[Stored data entries]
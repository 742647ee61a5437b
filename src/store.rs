//! Store Dispatcher — subscribes CRUD subjects, decodes requests,
//! dispatches to a `Model`, and publishes the wrapped reply.

use crate::envelope::{wrap_error, wrap_result};
use crate::error::{PubSubError, Result};
use crate::model::Model;
use crate::schema::Schema;
use crate::subject::{self, SubjectOptions, Subjects};
use crate::transport::{HandlerFn, SubscriptionId, Transport};
use serde_json::Value;
use std::sync::Arc;
use tokio::sync::broadcast;
use tracing::error;

/// The four dispatch error events a Store can broadcast, carrying the
/// method name and the error that occurred.
#[derive(Debug, Clone)]
pub struct DispatchError {
    pub method: &'static str,
    pub error: PubSubError,
}

/// Construction options for a `Store`: subject derivation overrides and
/// the capacity of its dispatch-error broadcast channel.
#[derive(Debug, Clone)]
pub struct StoreOptions {
    pub subject_options: SubjectOptions,
    pub error_channel_capacity: usize,
}

impl Default for StoreOptions {
    fn default() -> Self {
        Self {
            subject_options: SubjectOptions::default(),
            error_channel_capacity: 256,
        }
    }
}

impl StoreOptions {
    pub fn new() -> Self {
        Self::default()
    }

    /// Set the subject prefixes/suffix used to derive the four CRUD subjects.
    pub fn with_subject_options(mut self, subject_options: SubjectOptions) -> Self {
        self.subject_options = subject_options;
        self
    }

    /// Set the dispatch-error broadcast channel's capacity.
    pub fn with_error_channel_capacity(mut self, capacity: usize) -> Self {
        self.error_channel_capacity = capacity;
        self
    }
}

/// Subscribes the four CRUD subjects for a schema and dispatches
/// decoded requests to a `Model`.
pub struct Store<T: Transport, M: Model> {
    schema: Schema,
    transport: Arc<T>,
    model: Arc<M>,
    subjects: Subjects,
    subscriptions: Vec<SubscriptionId>,
    error_tx: broadcast::Sender<DispatchError>,
}

impl<T: Transport, M: Model> Store<T, M> {
    /// Build the Model once from the schema (`buildModel(schema)`), and
    /// validate the schema/transport are usable.
    pub fn new<F>(schema: Schema, transport: Arc<T>, build_model: F) -> Self
    where
        F: FnOnce(&Schema) -> M,
    {
        Self::with_options(schema, transport, build_model, StoreOptions::default())
    }

    /// Build with custom `StoreOptions` (subject prefixes/suffix, error
    /// channel capacity).
    pub fn with_options<F>(
        schema: Schema,
        transport: Arc<T>,
        build_model: F,
        options: StoreOptions,
    ) -> Self
    where
        F: FnOnce(&Schema) -> M,
    {
        let model = Arc::new(build_model(&schema));
        let subjects = subject::build(&schema.name, &options.subject_options);
        let (error_tx, _) = broadcast::channel(options.error_channel_capacity);
        Self {
            schema,
            transport,
            model,
            subjects,
            subscriptions: Vec::new(),
            error_tx,
        }
    }

    pub fn schema(&self) -> &Schema {
        &self.schema
    }

    pub fn subjects(&self) -> &Subjects {
        &self.subjects
    }

    pub fn subscribe_errors(&self) -> broadcast::Receiver<DispatchError> {
        self.error_tx.subscribe()
    }

    pub fn is_open(&self) -> bool {
        !self.subscriptions.is_empty()
    }

    /// Subscribe both subjects of each of the four groups. Fails if
    /// already open.
    pub async fn open(&mut self) -> Result<()> {
        if self.is_open() {
            return Err(PubSubError::argument("store is already open"));
        }

        let count_base = self.subjects.count.base.clone();
        let create_base = self.subjects.create.base.clone();
        let find_base = self.subjects.find.base.clone();
        let update_base = self.subjects.update.base.clone();

        let mut ids = Vec::new();
        for (base, wildcard, handler) in [
            (
                count_base.clone(),
                self.subjects.count.wildcard.clone(),
                self.count_handler(),
            ),
            (
                create_base.clone(),
                self.subjects.create.wildcard.clone(),
                self.create_handler(),
            ),
            (
                find_base.clone(),
                self.subjects.find.wildcard.clone(),
                self.find_handler(),
            ),
            (
                update_base.clone(),
                self.subjects.update.wildcard.clone(),
                self.update_handler(),
            ),
        ] {
            ids.push(self.transport.subscribe(&base, handler.clone()).await);
            ids.push(self.transport.subscribe(&wildcard, handler).await);
        }

        self.subscriptions = ids;
        Ok(())
    }

    /// Unsubscribe every recorded id and clear the list. Fails if not
    /// open.
    pub async fn close(&mut self) -> Result<()> {
        if !self.is_open() {
            return Err(PubSubError::argument("store is not open"));
        }
        for sid in self.subscriptions.drain(..) {
            self.transport.unsubscribe(sid).await;
        }
        Ok(())
    }

    fn count_handler(&self) -> HandlerFn {
        let model = self.model.clone();
        let transport = self.transport.clone();
        let error_tx = self.error_tx.clone();
        Arc::new(move |bytes, reply_to| {
            let model = model.clone();
            let transport = transport.clone();
            let error_tx = error_tx.clone();
            Box::pin(async move {
                dispatch(bytes, reply_to, transport, error_tx, "count", move |payload| {
                    let model = model.clone();
                    async move {
                        let conditions = payload
                            .get("conditions")
                            .cloned()
                            .unwrap_or_else(|| Value::Object(Default::default()));
                        let count = model.count(conditions).await?;
                        Ok(Value::from(count))
                    }
                })
                .await;
            })
        })
    }

    fn create_handler(&self) -> HandlerFn {
        let model = self.model.clone();
        let transport = self.transport.clone();
        let error_tx = self.error_tx.clone();
        Arc::new(move |bytes, reply_to| {
            let model = model.clone();
            let transport = transport.clone();
            let error_tx = error_tx.clone();
            Box::pin(async move {
                dispatch(bytes, reply_to, transport, error_tx, "create", move |payload| {
                    let model = model.clone();
                    async move {
                        let object = payload.get("object").cloned().unwrap_or(Value::Null);
                        let projection = payload.get("projection").cloned().unwrap_or(Value::Null);
                        model.create(object, projection).await
                    }
                })
                .await;
            })
        })
    }

    fn find_handler(&self) -> HandlerFn {
        let model = self.model.clone();
        let transport = self.transport.clone();
        let error_tx = self.error_tx.clone();
        Arc::new(move |bytes, reply_to| {
            let model = model.clone();
            let transport = transport.clone();
            let error_tx = error_tx.clone();
            Box::pin(async move {
                dispatch(bytes, reply_to, transport, error_tx, "find", move |payload| {
                    let model = model.clone();
                    async move {
                        let conditions = payload
                            .get("conditions")
                            .cloned()
                            .unwrap_or_else(|| Value::Object(Default::default()));
                        let projection = payload.get("projection").cloned().unwrap_or(Value::Null);
                        let options = payload.get("options").cloned().unwrap_or(Value::Null);
                        let found = model.find(conditions, projection, options).await?;
                        Ok(Value::Array(found))
                    }
                })
                .await;
            })
        })
    }

    fn update_handler(&self) -> HandlerFn {
        let model = self.model.clone();
        let transport = self.transport.clone();
        let error_tx = self.error_tx.clone();
        Arc::new(move |bytes, reply_to| {
            let model = model.clone();
            let transport = transport.clone();
            let error_tx = error_tx.clone();
            Box::pin(async move {
                dispatch(bytes, reply_to, transport, error_tx, "update", move |payload| {
                    let model = model.clone();
                    async move {
                        let conditions = payload.get("conditions").cloned().unwrap_or(Value::Null);
                        let object = payload.get("object").cloned().unwrap_or(Value::Null);
                        let projection = payload.get("projection").cloned().unwrap_or(Value::Null);
                        // multi:true is forced by the Store; callers cannot
                        // override it through the wire payload.
                        let options = serde_json::json!({"select": projection, "multi": true});
                        model.update(conditions, object, options).await
                    }
                })
                .await;
            })
        })
    }
}

/// Shared per-request handler body: parse JSON, invoke `call`, publish
/// the wrapped reply (if a reply subject was supplied), and broadcast a
/// dispatch error on failure.
async fn dispatch<T, C, Fut>(
    bytes: Vec<u8>,
    reply_to: Option<String>,
    transport: Arc<T>,
    error_tx: broadcast::Sender<DispatchError>,
    method: &'static str,
    call: C,
) where
    T: Transport,
    C: FnOnce(Value) -> Fut,
    Fut: std::future::Future<Output = Result<Value>>,
{
    let payload: Value = match serde_json::from_slice(&bytes) {
        Ok(v) => v,
        Err(e) => {
            let err = PubSubError::decode(e.to_string());
            error!(%method, error = %err, "failed to decode request payload");
            let _ = error_tx.send(DispatchError { method, error: err.clone() });
            if let Some(reply_subject) = reply_to {
                transport.publish(&reply_subject, wrap_error(&err)).await;
            }
            return;
        }
    };

    match call(payload).await {
        Ok(result) => {
            if let Some(reply_subject) = reply_to {
                transport.publish(&reply_subject, wrap_result(result)).await;
            }
        }
        Err(err) => {
            error!(%method, error = %err, "model call failed");
            let _ = error_tx.send(DispatchError { method, error: err.clone() });
            if let Some(reply_subject) = reply_to {
                transport.publish(&reply_subject, wrap_error(&err)).await;
            }
        }
    }
}

#[cfg(test)]
mod tests {
    use super::*;
    use crate::testing::{InMemoryModel, InMemoryTransport};
    use serde_json::json;

    fn schema() -> Schema {
        Schema::new("Schema", serde_json::Map::new())
    }

    #[tokio::test]
    async fn open_then_close_empties_subscription_list() {
        let transport = Arc::new(InMemoryTransport::new());
        let mut store = Store::new(schema(), transport, |_s| InMemoryModel::new());

        store.open().await.unwrap();
        assert!(store.is_open());

        store.close().await.unwrap();
        assert!(!store.is_open());
    }

    #[tokio::test]
    async fn double_open_fails() {
        let transport = Arc::new(InMemoryTransport::new());
        let mut store = Store::new(schema(), transport, |_s| InMemoryModel::new());
        store.open().await.unwrap();
        assert!(store.open().await.is_err());
    }

    #[tokio::test]
    async fn close_without_open_fails() {
        let transport = Arc::new(InMemoryTransport::new());
        let mut store = Store::new(schema(), transport, |_s| InMemoryModel::new());
        assert!(store.close().await.is_err());
    }

    #[tokio::test]
    async fn count_dispatch_publishes_wrapped_result() {
        let transport = Arc::new(InMemoryTransport::new());
        let mut store = Store::new(schema(), transport.clone(), |_s| InMemoryModel::new());
        store.open().await.unwrap();

        let rx = transport
            .request("count.schema", br#"{"object":{"a":1,"b":2}}"#.to_vec())
            .await;
        let reply = rx.await.unwrap();
        let parsed: Value = serde_json::from_slice(&reply).unwrap();
        assert_eq!(parsed, json!({"result": 0}));
    }

    #[tokio::test]
    async fn create_dispatch_round_trips_through_model() {
        let transport = Arc::new(InMemoryTransport::new());
        let mut store = Store::new(schema(), transport.clone(), |_s| InMemoryModel::new());
        store.open().await.unwrap();

        let rx = transport
            .request(
                "create.schema",
                br#"{"object":{"a":1},"projection":{"b":1}}"#.to_vec(),
            )
            .await;
        let reply = rx.await.unwrap();
        let parsed: Value = serde_json::from_slice(&reply).unwrap();
        assert_eq!(parsed["result"]["a"], json!(1));
    }

    #[tokio::test]
    async fn decode_failure_publishes_error_envelope_and_emits_event() {
        crate::init_test_tracing();
        let transport = Arc::new(InMemoryTransport::new());
        let mut store = Store::new(schema(), transport.clone(), |_s| InMemoryModel::new());
        store.open().await.unwrap();
        let mut errors = store.subscribe_errors();

        let rx = transport.request("find.schema", b"not json".to_vec()).await;
        let reply = rx.await.unwrap();
        let parsed: Value = serde_json::from_slice(&reply).unwrap();
        assert!(parsed.get("error").is_some());

        let dispatch_error = errors.recv().await.unwrap();
        assert_eq!(dispatch_error.method, "find");
    }

    #[tokio::test]
    async fn no_reply_subject_skips_publish() {
        let transport = Arc::new(InMemoryTransport::new());
        let mut store = Store::new(schema(), transport.clone(), |_s| InMemoryModel::new());
        store.open().await.unwrap();

        // Fire-and-forget: publish carries no reply-to, handled without panic.
        transport
            .publish("create.schema", br#"{"object":{"a":1}}"#.to_vec())
            .await;
        tokio::time::sleep(std::time::Duration::from_millis(10)).await;
    }
}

Brief
Each line that holds the string "wildcard" is to be copied from the entries above.

Output for this task
        for (base, wildcard, handler) in [
                self.subjects.count.wildcard.clone(),
                self.subjects.create.wildcard.clone(),
                self.subjects.find.wildcard.clone(),
                self.subjects.update.wildcard.clone(),
            ids.push(self.transport.subscribe(&wildcard, handler).await);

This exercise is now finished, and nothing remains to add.